If you had the opportunity to be 2 feet taller, change your foot size, or perhaps instantly loose 20 pounds, just for a few weeks, would you? Knowing it would all go back to normal?
What about something more significant like becoming bilingual, or gaining an instant athletic strength, or the ability to play a musical instrument. Remember, it’s just for a few weeks. Would you take it?
Now what if you could experience something life altering like walking out of your wheelchair, or hearing without your hearing aids, or seeing with clarity out of eyes labelled ‘blind’. Would you do it? Just for a few weeks?
When asked if I would have surgery if it could give me full sight I have always firmly said “no”. I like who I am. I have accepted my vision. I have made it part of my life, part of my identity. It is as much a part of me as the religion I was raised in, my family experiences, my interests and my beliefs. My vision has played a role in every experience I have had, every decision I make and every plan I have for my future. I don’t know how to separate it from me. I can’t imagine my life without a vision impairment, just as post people cannot imagine their life with one.

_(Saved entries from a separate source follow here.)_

//! Periodic time reporting
//!
//! Two recurring callbacks run against the engine's playback clock: a coarse
//! one (~1s) for time labels and a fine one (~10ms) for scrubbers and for
//! detecting the loop end. Both are registered with the engine together with
//! the item observer and released together.

use crate::state::PlaybackState;
use crate::types::LoopConfig;
use std::time::Duration;
use vela_core::{format_time, ObserverId, PlaybackEngine, SignalSender};

/// Which clock a tick came from
#[derive(Debug, Clone, Copy, PartialEq, Eq)]
pub enum TickKind {
    /// ~1s cadence
    Coarse,

    /// ~10ms cadence
    Fine,
}

/// Result of applying a tick
#[derive(Debug, Clone, PartialEq)]
pub struct TickUpdate {
    /// Clock that fired
    pub kind: TickKind,

    /// Elapsed seconds
    pub elapsed: f64,

    /// "mm:ss" display string
    pub text: String,

    /// The loop end was reached; playback must finish
    pub loop_end_reached: bool,
}

/// Asset-scoped engine registrations
///
/// Item observation plus both periodic observers. Registered once an item is
/// bound; released on asset replacement, failure, shutdown and drop. Ticks
/// from observers not in the set are stale.
#[derive(Debug, Default)]
pub struct ObserverSet {
    item: Option<ObserverId>,
    coarse: Option<ObserverId>,
    fine: Option<ObserverId>,
}

impl ObserverSet {
    /// Create an empty set
    pub fn new() -> Self {
        Self::default()
    }

    /// Register item observation and both clocks, replacing any earlier set
    pub fn register(
        &mut self,
        engine: &mut dyn PlaybackEngine,
        sink: &SignalSender,
        coarse_interval: Duration,
        fine_interval: Duration,
    ) {
        self.release(engine);

        self.item = Some(engine.observe_item(sink.clone()));
        self.coarse = Some(engine.add_periodic_observer(coarse_interval, sink.clone()));
        self.fine = Some(engine.add_periodic_observer(fine_interval, sink.clone()));
    }

    /// Remove every registration from the engine
    pub fn release(&mut self, engine: &mut dyn PlaybackEngine) {
        let ids = [self.item.take(), self.coarse.take(), self.fine.take()];
        for id in ids.into_iter().flatten() {
            engine.remove_observer(id);
        }
    }

    /// Whether an item is currently observed
    pub fn is_observing_item(&self) -> bool {
        self.item.is_some()
    }

    /// Classify a tick by its observer
    pub fn tick_kind(&self, observer: ObserverId) -> Option<TickKind> {
        if self.coarse == Some(observer) {
            Some(TickKind::Coarse)
        } else if self.fine == Some(observer) {
            Some(TickKind::Fine)
        } else {
            None
        }
    }
}

/// Turns clock ticks into elapsed-time updates
#[derive(Debug, Clone)]
pub struct PeriodicTimeReporter {
    coarse_interval: Duration,
    fine_interval: Duration,
}

impl Default for PeriodicTimeReporter {
    fn default() -> Self {
        Self::new(Duration::from_secs(1), Duration::from_millis(10))
    }
}

impl PeriodicTimeReporter {
    /// Create a reporter with the given cadences
    pub fn new(coarse_interval: Duration, fine_interval: Duration) -> Self {
        Self {
            coarse_interval,
            fine_interval,
        }
    }

    /// Coarse cadence
    pub fn coarse_interval(&self) -> Duration {
        self.coarse_interval
    }

    /// Fine cadence
    pub fn fine_interval(&self) -> Duration {
        self.fine_interval
    }

    /// Apply a tick
    ///
    /// Ticks are skipped while `Finished`, so a late tick cannot overwrite the
    /// loop-restart position. Only fine ticks check the loop end.
    pub fn on_tick(
        &self,
        kind: TickKind,
        elapsed: f64,
        state: &PlaybackState,
        loop_config: &LoopConfig,
    ) -> Option<TickUpdate> {
        if state.is_finished() {
            return None;
        }

        Some(TickUpdate {
            kind,
            elapsed,
            text: format_time(elapsed),
            loop_end_reached: kind == TickKind::Fine && loop_config.reached_end(elapsed),
        })
    }
}
//! Asset handles and capability keys

use serde::{Deserialize, Serialize};
use std::collections::BTreeMap;
use std::fmt;

/// URL identity of an asset
///
/// Two assets are the same asset iff their URLs are equal.
#[derive(Debug, Clone, PartialEq, Eq, Hash, PartialOrd, Ord, Serialize, Deserialize)]
#[serde(transparent)]
pub struct AssetUrl(String);

impl AssetUrl {
    /// Create a new URL identity
    pub fn new(url: impl Into<String>) -> Self {
        Self(url.into())
    }

    /// Borrow the URL as a string slice
    pub fn as_str(&self) -> &str {
        &self.0
    }
}

impl fmt::Display for AssetUrl {
    fn fmt(&self, f: &mut fmt::Formatter<'_>) -> fmt::Result {
        f.write_str(&self.0)
    }
}

impl From<&str> for AssetUrl {
    fn from(s: &str) -> Self {
        Self::new(s)
    }
}

impl From<String> for AssetUrl {
    fn from(s: String) -> Self {
        Self(s)
    }
}

/// Named asset property that must resolve before playback is attempted
#[derive(Debug, Clone, Copy, PartialEq, Eq, Hash, PartialOrd, Ord, Serialize, Deserialize)]
#[serde(rename_all = "camelCase")]
pub enum CapabilityKey {
    /// Whether the asset can be played at all
    Playable,

    /// Whether the asset carries protected (DRM) content
    HasProtectedContent,
}

impl CapabilityKey {
    /// Keys validated for every asset before it reaches the engine
    pub const REQUIRED: [CapabilityKey; 2] =
        [CapabilityKey::Playable, CapabilityKey::HasProtectedContent];

    /// Key name as reported by the engine
    pub fn as_str(&self) -> &'static str {
        match self {
            CapabilityKey::Playable => "playable",
            CapabilityKey::HasProtectedContent => "hasProtectedContent",
        }
    }
}

impl fmt::Display for CapabilityKey {
    fn fmt(&self, f: &mut fmt::Formatter<'_>) -> fmt::Result {
        f.write_str(self.as_str())
    }
}

/// Resolution status of a capability key
#[derive(Debug, Clone, PartialEq, Eq, Default, Serialize, Deserialize)]
pub enum KeyStatus {
    /// Not requested yet
    #[default]
    Unknown,

    /// Resolution in progress
    Loading,

    /// Resolved successfully
    Loaded,

    /// Resolution failed with the engine's error description
    Failed(String),

    /// Resolution was cancelled by the engine
    Cancelled,
}

impl KeyStatus {
    /// Check if the key resolved successfully
    pub fn is_loaded(&self) -> bool {
        matches!(self, KeyStatus::Loaded)
    }
}

/// Opaque handle for an audio/video asset
///
/// The handle is created and owned by the caller; the controller only keeps a
/// copy for the duration of one playback session. Equality is URL identity:
/// capability flags and duration are ignored.
#[derive(Debug, Clone, Serialize, Deserialize)]
pub struct Asset {
    url: AssetUrl,
    key_status: BTreeMap<CapabilityKey, KeyStatus>,
    is_playable: bool,
    has_protected_content: bool,
    duration: Option<f64>,
}

impl Asset {
    /// Create an unresolved asset for the given URL
    pub fn new(url: impl Into<AssetUrl>) -> Self {
        Self {
            url: url.into(),
            key_status: BTreeMap::new(),
            is_playable: false,
            has_protected_content: false,
            duration: None,
        }
    }

    /// Set the resolution status of a capability key
    pub fn with_key_status(mut self, key: CapabilityKey, status: KeyStatus) -> Self {
        self.key_status.insert(key, status);
        self
    }

    /// Set the playable flag
    pub fn with_playable(mut self, playable: bool) -> Self {
        self.is_playable = playable;
        self
    }

    /// Set the protected-content flag
    pub fn with_protected_content(mut self, protected: bool) -> Self {
        self.has_protected_content = protected;
        self
    }

    /// Set the duration in seconds
    pub fn with_duration(mut self, seconds: f64) -> Self {
        self.duration = Some(seconds);
        self
    }

    /// Mark every required key as resolved, playable and unprotected
    ///
    /// Convenience for engines whose assets need no asynchronous inspection
    /// (local files).
    pub fn resolved(self) -> Self {
        CapabilityKey::REQUIRED
            .iter()
            .fold(self, |asset, key| asset.with_key_status(*key, KeyStatus::Loaded))
            .with_playable(true)
            .with_protected_content(false)
    }

    /// URL identity
    pub fn url(&self) -> &AssetUrl {
        &self.url
    }

    /// Resolution status of a capability key
    pub fn key_status(&self, key: CapabilityKey) -> KeyStatus {
        self.key_status.get(&key).cloned().unwrap_or_default()
    }

    /// Whether the asset can be played
    pub fn is_playable(&self) -> bool {
        self.is_playable
    }

    /// Whether the asset carries protected content
    pub fn has_protected_content(&self) -> bool {
        self.has_protected_content
    }

    /// Duration in seconds, once known
    pub fn duration(&self) -> Option<f64> {
        self.duration
    }
}

impl PartialEq for Asset {
    fn eq(&self, other: &Self) -> bool {
        self.url == other.url
    }
}

impl Eq for Asset {}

Surgery would be permanent; it would change me and my life forever. But would I accept the opportunity to experience seeing with full clarity for just a few weeks? A chance for a new experience, and new look on the world, if I can end it and go back to my normal after? The answer is yes.
I am about to start a clinical trial with a special pair of electronic glasses. These fancy glasses use a camera and reflect the image on the lenses of the glasses. The glasses are fitted to the individual using existing prescriptions, papillary distance, and head size. The user can zoom the camera in and out to look at objects in the distance, or up close, to see in more detail. They don’t replace normal vision as you are only seeing a small portion of your environment at a time.
They would allow me to sit on the couch and watch television, go to a meeting and see people’s faces and discover the secrets hidden behind the glass at museums. I may be able to read a menu in a restaurant, see my phone screen without it touching my nose and read nutritional information off packages in the grocery store. I might see the constellations for the first time and watch my dog play at the dog park. I might see things I have never seen before.
I am excited. I love new experiences. I look forward to the challenge of learning how to use the glasses and how to engage my vision in ways I have not done before. But I’m also nervous. What if I discover I am missing more than I thought? What if, when the glasses have to be returned, I feel like I have lost something? What if I no longer accept my vision impairment in the same way? What if I pass up this opportunity and never know?
I have the opportunity to see with clarity, for just a few weeks and I am going to make the most of it. I will journal my experiences and share them, along with my thoughts when this journey is complete. It’s my chance to see the world through electronic eyes. Now, who is up for a game of charades?